Please write out exactly, and only, the lines from the first in the material below to the line containing "pub fn flatten(subtree: &Value, prefix: &str)", both included.

--------------------------------

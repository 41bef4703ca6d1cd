//! Parameter flattening
//!
//! Turns a configuration subtree into flat `prefix_path_to_leaf` keys, depth-first
//! in declaration order. Arrays contribute their index as a path segment.

use serde_json::{Map, Value};
use wirekit_domain::constants::MODULE_PARAMETER_SEPARATOR;

use super::container::ContainerBuilder;

/// Flatten a subtree, joining segments with `_`
///
/// ```
/// use serde_json::json;
/// use wirekit_infrastructure::di::parameters::flatten;
///
/// let flat = flatten(&json!({"type": "local", "port": 8080}), "app_server");
/// assert_eq!(flat["app_server_type"], json!("local"));
/// assert_eq!(flat["app_server_port"], json!(8080));
/// ```
pub fn flatten(subtree: &Value, prefix: &str) -> Map<String, Value> {
    flatten_with(subtree, prefix, MODULE_PARAMETER_SEPARATOR)
}

/// Flatten a subtree, joining segments with `separator`
///
/// Scalar leaves, `null` included, become entries. An empty prefix yields the
/// bare key; empty objects and arrays yield nothing.
pub fn flatten_with(subtree: &Value, prefix: &str, separator: &str) -> Map<String, Value> {
    let mut flat = Map::new();
    walk(subtree, prefix, separator, &mut flat);
    flat
}

/// Flatten a subtree and bind every entry as a parameter
///
/// Returns the number of parameters bound.
pub fn register_parameters(builder: &mut ContainerBuilder, subtree: &Value, prefix: &str) -> usize {
    let flat = flatten(subtree, prefix);
    let count = flat.len();
    builder.merge_parameters(flat);
    count
}

fn walk(node: &Value, path: &str, separator: &str, flat: &mut Map<String, Value>) {
    match node {
        Value::Object(object) => {
            for (key, child) in object {
                walk(child, &join(path, key, separator), separator, flat);
            }
        }
        Value::Array(items) => {
            for (index, child) in items.iter().enumerate() {
                walk(child, &join(path, &index.to_string(), separator), separator, flat);
            }
        }
        leaf => {
            flat.insert(path.to_owned(), leaf.clone());
        }
    }
}

fn join(prefix: &str, segment: &str, separator: &str) -> String {
    if prefix.is_empty() {
        segment.to_owned()
    } else {
        format!("{prefix}{separator}{segment}")
    }
}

--------------------------------

■ **Exercise answer**
repository 41bef4703ca6d1cd
//! Parameter flattening
//!
//! Turns a configuration subtree into flat `prefix_path_to_leaf` keys, depth-first
//! in declaration order. Arrays contribute their index as a path segment.

use serde_json::{Map, Value};
use wirekit_domain::constants::MODULE_PARAMETER_SEPARATOR;

use super::container::ContainerBuilder;

/// Flatten a subtree, joining segments with `_`
///
/// ```
/// use serde_json::json;
/// use wirekit_infrastructure::di::parameters::flatten;
///
/// let flat = flatten(&json!({"type": "local", "port": 8080}), "app_server");
/// assert_eq!(flat["app_server_type"], json!("local"));
/// assert_eq!(flat["app_server_port"], json!(8080));
/// ```
pub fn flatten(subtree: &Value, prefix: &str) -> Map<String, Value> {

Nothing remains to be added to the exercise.